(Input for this task Opens)

pub mod client;

use anyhow::{Context, Result};
use async_trait::async_trait;
use chrono::{DateTime, NaiveDate, NaiveDateTime};
use serde::Deserialize;
use std::path::{Path, PathBuf};

use super::{RecordSource, SourceKind};
use crate::config::PlayStoreConfig;
use crate::error::VerdictError;
use crate::record::Record;

pub use client::{PlayReviewsClient, ReviewSort};

/// One app store review, from an export file or a fetched page
#[derive(Debug, Clone, Deserialize)]
#[serde(rename_all = "camelCase")]
pub struct AppReview {
  #[serde(default)]
  pub review_id: Option<String>,
  pub at: String,
  #[serde(default)]
  pub score: Option<f32>,
  #[serde(default)]
  pub content: Option<String>,
}

enum Mode {
  Export(PathBuf),
  Live { client: PlayReviewsClient, count: usize },
}

/// App reviews, read from a JSON export when one is configured and fetched
/// page by page from the store otherwise
pub struct PlayStoreSource {
  mode: Mode,
  app_id: String,
}

impl PlayStoreSource {
  pub fn new(config: &PlayStoreConfig) -> crate::error::Result<Self> {
    if let Some(export) = &config.export {
      let app_id = if config.app_id.is_empty() {
        export.file_stem().map(|s| s.to_string_lossy().into_owned()).unwrap_or_default()
      } else {
        config.app_id.clone()
      };
      return Ok(Self { mode: Mode::Export(export.clone()), app_id });
    }

    if config.app_id.trim().is_empty() {
      return Err(VerdictError::config("set sources.play_store.app_id or sources.play_store.export"));
    }
    let client = PlayReviewsClient::new(config)?;
    Ok(Self { mode: Mode::Live { client, count: config.count }, app_id: config.app_id.clone() })
  }

  async fn read_export(&self, export: &Path) -> Result<Vec<AppReview>> {
    if !export.exists() {
      return Err(VerdictError::missing_resource("review export", export).into());
    }

    let content =
      tokio::fs::read_to_string(export).await.with_context(|| format!("failed to read {}", export.display()))?;
    let entries: Vec<serde_json::Value> =
      serde_json::from_str(&content).map_err(|e| VerdictError::malformed_response(format!("review export: {e}")))?;

    let mut reviews = Vec::with_capacity(entries.len());
    for (i, entry) in entries.into_iter().enumerate() {
      match serde_json::from_value(entry) {
        Ok(review) => reviews.push(review),
        Err(e) => bentley::warn!("Skipping review {}: {}", i + 1, e),
      }
    }
    Ok(reviews)
  }
}

#[async_trait]
impl RecordSource for PlayStoreSource {
  fn kind(&self) -> SourceKind {
    SourceKind::PlayStore
  }

  async fn collect(&mut self) -> Result<Vec<Record>> {
    let reviews = match &self.mode {
      Mode::Export(export) => self.read_export(export).await?,
      Mode::Live { client, count } => {
        bentley::info!("Fetching up to {} reviews for {}", count, self.app_id);
        client.fetch(*count).await.with_context(|| format!("failed to fetch reviews for {}", self.app_id))?
      }
    };

    let mut records = Vec::with_capacity(reviews.len());
    for review in reviews {
      let id = review.review_id.clone().unwrap_or_else(|| "(no id)".to_string());
      match to_record(review, &self.app_id) {
        Ok(record) => records.push(record),
        Err(e) => bentley::warn!("Skipping review {}: {}", id, e),
      }
    }

    bentley::info!("Loaded {} reviews for {}", records.len(), self.app_id);
    Ok(records)
  }
}

fn to_record(review: AppReview, app_id: &str) -> crate::error::Result<Record> {
  let date = parse_review_time(&review.at)?;
  let text = review.content.ok_or_else(|| VerdictError::extraction("content", "missing review text"))?;

  let mut record = Record::new(app_id, app_id, text).with_date(date);
  record.rating = review.score;
  Ok(record)
}

/// Accepts RFC 3339 timestamps, `YYYY-MM-DD HH:MM:SS` and plain dates
pub fn parse_review_time(at: &str) -> crate::error::Result<NaiveDate> {
  let at = at.trim();
  if let Ok(timestamp) = DateTime::parse_from_rfc3339(at) {
    return Ok(timestamp.date_naive());
  }
  for format in ["%Y-%m-%d %H:%M:%S", "%Y-%m-%dT%H:%M:%S"] {
    if let Ok(timestamp) = NaiveDateTime::parse_from_str(at, format) {
      return Ok(timestamp.date());
    }
  }
  NaiveDate::parse_from_str(at, "%Y-%m-%d")
    .map_err(|e| VerdictError::extraction("at", format!("unrecognised timestamp '{at}': {e}")))
}
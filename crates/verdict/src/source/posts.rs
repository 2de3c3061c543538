use anyhow::Result;
use async_trait::async_trait;
use url::Url;

use super::html::{normalize_ws, select, text_of, Selector};
use super::splash::SplashClient;
use super::{RecordSource, SourceKind};
use crate::record::Record;

/// Posts scraped from a rendered social profile page
pub struct PostsSource {
  splash: SplashClient,
  url: String,
}

impl PostsSource {
  pub fn new(splash: SplashClient, url: impl Into<String>) -> Self {
    Self { splash, url: url.into() }
  }
}

#[async_trait]
impl RecordSource for PostsSource {
  fn kind(&self) -> SourceKind {
    SourceKind::Posts
  }

  async fn collect(&mut self) -> Result<Vec<Record>> {
    let html = match self.splash.render(&self.url, true).await {
      Ok(html) => {
        bentley::info!("Successfully fetched the webpage");
        html
      }
      Err(e) => {
        bentley::warn!("Failed to fetch the webpage: {:#}", e);
        return Ok(Vec::new());
      }
    };

    let records = parse_posts(&html, &self.url);
    if records.is_empty() {
      bentley::warn!("No posts found");
    } else {
      bentley::info!("Found {} posts", records.len());
    }
    Ok(records)
  }
}

pub fn parse_posts(html: &str, profile_url: &str) -> Vec<Record> {
  let name = profile_name(profile_url);

  select(html, &Selector::class("*", "tweet"))
    .into_iter()
    .map(|post| normalize_ws(&text_of(post)))
    .filter(|text| !text.is_empty())
    .map(|text| Record::new(profile_url, name.as_str(), text))
    .collect()
}

/// First path segment of the profile URL, e.g. the account handle
fn profile_name(profile_url: &str) -> String {
  Url::parse(profile_url)
    .ok()
    .and_then(|url| url.path_segments().and_then(|mut segments| segments.next().map(str::to_string)))
    .filter(|segment| !segment.is_empty())
    .unwrap_or_else(|| profile_url.to_string())
}

#[cfg(test)]
mod tests {
  use super::*;

  #[test]
  fn test_parse_posts() {
    let html = r#"
      <div class="timeline">
        <article class="tweet js-tweet"><p>Loving the new <b>purifier</b>!</p></article>
        <article class="tweet"> </article>
        <article class="tweet"><p>Service   delayed
          again</p></article>
      </div>"#;

    let posts = parse_posts(html, "https://x.com/EurekaForbes/with_replies");

    assert_eq!(posts.len(), 2);
    assert_eq!(posts[0].raw_text(), "Loving the new purifier!");
    assert_eq!(posts[1].raw_text(), "Service delayed again");
    assert_eq!(posts[0].name, "EurekaForbes");
    assert_eq!(posts[0].date, None);
    assert_eq!(posts[0].rating, None);
  }

  #[test]
  fn test_profile_name_fallback() {
    assert_eq!(profile_name("https://x.com/EurekaForbes"), "EurekaForbes");
    assert_eq!(profile_name("not a url"), "not a url");
  }
}
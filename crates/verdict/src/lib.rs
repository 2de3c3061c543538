//! Review sentiment pipeline.
//!
//! Records are collected from a [`source`], cleaned by a [`normalize::Normalizer`],
//! judged by one of the [`scorer`] backends, mapped to a three-way label by
//! [`categorize`] and written out by the [`sink`].

pub mod categorize;
pub mod classifier;
pub mod cli;
pub mod config;
pub mod error;
pub mod generative;
pub mod lexicon;
pub mod normalize;
pub mod pipeline;
pub mod record;
pub mod scorer;
pub mod sink;
pub mod source;

pub use config::Config;
pub use error::{Result, VerdictError};
pub use normalize::{Normalizer, Profile};
pub use pipeline::{Pipeline, RunSummary};
pub use record::{Record, SentimentLabel};
pub use scorer::{ScoreResult, Scorer, ScorerKind, SentimentScorer};
pub use source::{RecordSource, SourceKind};
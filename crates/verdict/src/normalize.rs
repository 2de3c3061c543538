//! Text cleaning ahead of scoring.
//!
//! Two profiles share one entry point. `Full` prepares text for lexicon
//! lookup: case-folded, ASCII only, digits and most punctuation removed, stop
//! words dropped and every word reduced to its lemma. `Light` only fixes
//! whitespace and drops non-ASCII, leaving casing and punctuation for models
//! that tokenize on their own.

pub mod lemma;
pub mod stopwords;

use once_cell::sync::Lazy;
use regex::Regex;

use crate::config::Config;
use crate::error::Result;

pub use lemma::Lemmatizer;
pub use stopwords::{StopWords, DEFAULT_RETAINED};

static NON_ASCII: Lazy<Regex> = Lazy::new(|| Regex::new(r"[^\x00-\x7F]+").unwrap());
static UNWANTED_PUNCTUATION: Lazy<Regex> = Lazy::new(|| Regex::new(r"[^\w\s.,]").unwrap());
static DIGITS: Lazy<Regex> = Lazy::new(|| Regex::new(r"\d+").unwrap());
static WHITESPACE: Lazy<Regex> = Lazy::new(|| Regex::new(r"\s+").unwrap());
static REPEATED_DOTS: Lazy<Regex> = Lazy::new(|| Regex::new(r"\.+").unwrap());

#[derive(Debug, Clone, Copy, PartialEq, Eq, Default)]
pub enum Profile {
  #[default]
  Full,
  Light,
}

#[derive(Debug, Clone)]
pub struct Normalizer {
  profile: Profile,
  stopwords: StopWords,
  lemmatizer: Lemmatizer,
}

enum Lexeme<'a> {
  Word(&'a str),
  Mark(char),
}

impl Normalizer {
  pub fn light() -> Self {
    Self { profile: Profile::Light, stopwords: StopWords::default(), lemmatizer: Lemmatizer::default() }
  }

  pub fn full(stopwords: StopWords, lemmatizer: Lemmatizer) -> Self {
    Self { profile: Profile::Full, stopwords, lemmatizer }
  }

  /// Full profile with the embedded stop-word list and rule-based lemmatizer
  pub fn builtin_full() -> Self {
    Self::full(StopWords::english(DEFAULT_RETAINED), Lemmatizer::rules())
  }

  /// Build a normalizer for `profile`, loading any resource files the config
  /// points at. A configured path that does not exist is a startup error.
  pub fn from_config(profile: Profile, config: &Config) -> Result<Self> {
    match profile {
      Profile::Light => Ok(Self::light()),
      Profile::Full => {
        let retained = &config.normalizer.retained_stopwords;
        let stopwords = match &config.resources.stopwords {
          Some(path) => StopWords::from_file(path, retained)?,
          None => StopWords::english(retained),
        };
        let lemmatizer = match &config.resources.wordnet {
          Some(dir) => Lemmatizer::from_wordnet(dir)?,
          None => Lemmatizer::rules(),
        };
        Ok(Self::full(stopwords, lemmatizer))
      }
    }
  }

  pub fn profile(&self) -> Profile {
    self.profile
  }

  pub fn normalize(&self, raw: &str) -> String {
    match self.profile {
      Profile::Full => self.full_clean(raw),
      Profile::Light => light_clean(raw),
    }
  }

  fn full_clean(&self, raw: &str) -> String {
    let text = raw.to_lowercase().replace('\n', " ");
    let text = NON_ASCII.replace_all(text.trim(), " ");
    let text = UNWANTED_PUNCTUATION.replace_all(&text, "");
    let text = DIGITS.replace_all(&text, "");
    let text = WHITESPACE.replace_all(&text, " ");
    let text = REPEATED_DOTS.replace_all(&text, ".");

    self.filter_tokens(&text)
  }

  /// Drop stop words, lemmatize the rest and rejoin. Marks attach to the word
  /// before them; a mark with nothing before it, or repeating the previous
  /// character, is dropped.
  fn filter_tokens(&self, text: &str) -> String {
    let mut out = String::with_capacity(text.len());

    for lexeme in lexemes(text) {
      match lexeme {
        Lexeme::Word(word) => {
          if self.stopwords.contains(word) {
            continue;
          }
          let lemma = self.lemmatizer.lemmatize(word);
          if lemma.is_empty() || self.stopwords.contains(&lemma) {
            continue;
          }
          if !out.is_empty() {
            out.push(' ');
          }
          out.push_str(&lemma);
        }
        Lexeme::Mark(mark) => {
          if out.is_empty() || out.ends_with(mark) {
            continue;
          }
          out.push(mark);
        }
      }
    }

    out
  }
}

fn light_clean(raw: &str) -> String {
  let text = raw.replace('\n', " ");
  let text = NON_ASCII.replace_all(text.trim(), " ");
  WHITESPACE.replace_all(&text, " ").trim().to_string()
}

fn lexemes(text: &str) -> Vec<Lexeme<'_>> {
  let mut out = Vec::new();
  let mut start: Option<usize> = None;

  for (i, c) in text.char_indices() {
    let is_word = c.is_ascii_alphanumeric() || c == '_';
    if is_word {
      start.get_or_insert(i);
      continue;
    }
    if let Some(s) = start.take() {
      out.push(Lexeme::Word(&text[s..i]));
    }
    if c == '.' || c == ',' {
      out.push(Lexeme::Mark(c));
    }
  }
  if let Some(s) = start {
    out.push(Lexeme::Word(&text[s..]));
  }

  out
}
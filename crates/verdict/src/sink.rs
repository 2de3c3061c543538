use chrono::NaiveDateTime;
use std::fs::{self, OpenOptions};
use std::io::{self, ErrorKind, Write};
use std::path::{Path, PathBuf};

use crate::error::Result;
use crate::record::Record;

const MAX_SUFFIX: usize = 1000;

pub const COLUMNS: [&str; 10] = [
  "source_id",
  "name",
  "year",
  "date",
  "rating",
  "raw_text",
  "cleaned_text",
  "sentiment_score",
  "confidence",
  "sentiment_label",
];

/// Writes enriched records to a timestamped CSV file
#[derive(Debug, Clone)]
pub struct CsvSink {
  dir: PathBuf,
  prefix: String,
}

impl CsvSink {
  pub fn new(dir: impl Into<PathBuf>, prefix: impl Into<String>) -> Self {
    Self { dir: dir.into(), prefix: prefix.into() }
  }

  pub fn dir(&self) -> &Path {
    &self.dir
  }

  pub fn file_name(&self, now: NaiveDateTime) -> String {
    format!("{}_{}.csv", self.prefix, now.format("%Y%m%d_%H%M%S"))
  }

  /// Write all records to a new file in the output directory. An existing
  /// file is never overwritten; a numeric suffix is added instead.
  pub fn write(&self, records: &[Record]) -> Result<PathBuf> {
    fs::create_dir_all(&self.dir)?;
    let (path, file) = self.create_unique(chrono::Local::now().naive_local())?;

    write_to(file, records)?;

    Ok(path)
  }

  fn create_unique(&self, now: NaiveDateTime) -> Result<(PathBuf, fs::File)> {
    let name = self.file_name(now);
    let stem = name.trim_end_matches(".csv");

    for attempt in 0..MAX_SUFFIX {
      let path = match attempt {
        0 => self.dir.join(&name),
        n => self.dir.join(format!("{stem}_{n}.csv")),
      };
      match OpenOptions::new().write(true).create_new(true).open(&path) {
        Ok(file) => return Ok((path, file)),
        Err(e) if e.kind() == ErrorKind::AlreadyExists => continue,
        Err(e) => return Err(e.into()),
      }
    }

    Err(io::Error::new(ErrorKind::AlreadyExists, format!("no free file name for {name}")).into())
  }
}

pub fn write_to<W: Write>(writer: W, records: &[Record]) -> Result<()> {
  let mut csv = csv::Writer::from_writer(writer);
  csv.write_record(COLUMNS)?;
  for record in records {
    csv.write_record(row(record))?;
  }
  csv.flush()?;
  Ok(())
}

/// Cells in [`COLUMNS`] order; absent values are empty
pub fn row(record: &Record) -> Vec<String> {
  fn opt<T: ToString>(value: Option<T>) -> String {
    value.map(|v| v.to_string()).unwrap_or_default()
  }

  vec![
    record.source_id.clone(),
    record.name.clone(),
    opt(record.year()),
    record.formatted_date().unwrap_or_default(),
    opt(record.rating),
    record.raw_text().to_string(),
    record.cleaned_text().to_string(),
    opt(record.sentiment_score),
    opt(record.confidence),
    opt(record.sentiment_label),
  ]
}

#[cfg(test)]
mod tests {
  use super::*;
  use crate::normalize::Normalizer;
  use crate::scorer::ScoreResult;
  use chrono::NaiveDate;
  use tempfile::TempDir;

  fn read_rows(path: &Path) -> Vec<csv::StringRecord> {
    let mut reader = csv::Reader::from_path(path).unwrap();
    reader.records().collect::<std::result::Result<_, _>>().unwrap()
  }

  fn scored_record() -> Record {
    let mut record = Record::new("B0CW5YZ6VV", "Aquaguard Aura", "Great, \"really\" great\nproduct")
      .with_date(NaiveDate::from_ymd_opt(2024, 3, 7).unwrap())
      .with_rating(5.0);
    record.clean(&Normalizer::builtin_full());
    record.apply(&ScoreResult::Compound(0.8481));
    record
  }

  #[test]
  fn test_file_name_has_prefix_and_timestamp() {
    let sink = CsvSink::new("/tmp/out", "amazon_product_reviews_with_lexicon_sentiment");
    let now = NaiveDate::from_ymd_opt(2024, 3, 7).unwrap().and_hms_opt(14, 5, 9).unwrap();
    assert_eq!(sink.file_name(now), "amazon_product_reviews_with_lexicon_sentiment_20240307_140509.csv");
  }

  #[test]
  fn test_same_second_runs_do_not_overwrite() {
    let temp_dir = TempDir::new().unwrap();
    let sink = CsvSink::new(temp_dir.path(), "social_posts_with_lexicon_sentiment");
    let now = NaiveDate::from_ymd_opt(2024, 3, 7).unwrap().and_hms_opt(14, 5, 9).unwrap();

    let (first, _) = sink.create_unique(now).unwrap();
    let (second, _) = sink.create_unique(now).unwrap();

    assert_ne!(first, second);
    assert!(first.ends_with("social_posts_with_lexicon_sentiment_20240307_140509.csv"));
    assert!(second.ends_with("social_posts_with_lexicon_sentiment_20240307_140509_1.csv"));
  }

  #[test]
  fn test_consecutive_writes_keep_both_files() {
    let temp_dir = TempDir::new().unwrap();
    let sink = CsvSink::new(temp_dir.path(), "amazon_product_reviews_with_lexicon_sentiment");

    let first = sink.write(&[scored_record()]).unwrap();
    let second = sink.write(&[]).unwrap();

    assert_ne!(first, second);
    assert_eq!(read_rows(&first).len(), 1);
    assert_eq!(read_rows(&second).len(), 0);
  }

  #[test]
  fn test_row_fills_absent_values_with_empty_cells() {
    let record = Record::new("x.com/EurekaForbes", "EurekaForbes", "post");
    let cells = row(&record);
    assert_eq!(cells.len(), COLUMNS.len());
    assert_eq!(cells[2], "");
    assert_eq!(cells[3], "");
    assert_eq!(cells[9], "");
  }

  #[test]
  fn test_write_to_quotes_fields() {
    let mut buffer = Vec::new();
    write_to(&mut buffer, &[scored_record()]).unwrap();
    let output = String::from_utf8(buffer).unwrap();

    let mut lines = output.lines();
    assert_eq!(
      lines.next(),
      Some("source_id,name,year,date,rating,raw_text,cleaned_text,sentiment_score,confidence,sentiment_label")
    );
    assert!(output.contains(r#"B0CW5YZ6VV,Aquaguard Aura,2024,07-03-2024,5,"Great, ""really"" great"#));
    assert!(output.contains(",0.8481,,Positive"));
  }

  #[test]
  fn test_write_creates_directory_and_file() {
    let temp_dir = TempDir::new().unwrap();
    let sink = CsvSink::new(temp_dir.path().join("out"), "google_playstore_reviews_with_generative_sentiment");

    let path = sink.write(&[scored_record()]).unwrap();

    assert!(path.exists());
    assert!(path.starts_with(temp_dir.path().join("out")));
    let rows = read_rows(&path);
    assert_eq!(rows.len(), 1);
    assert_eq!(&rows[0][6], "great, really great product");
  }
}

(Input for this task Closes)

_Task objective:_ Which lines in the listing have the string "purifier"? Pick them out and copy them.

_Response area:_
        <article class="tweet js-tweet"><p>Loving the new <b>purifier</b>!</p></article>
    assert_eq!(posts[0].raw_text(), "Loving the new purifier!");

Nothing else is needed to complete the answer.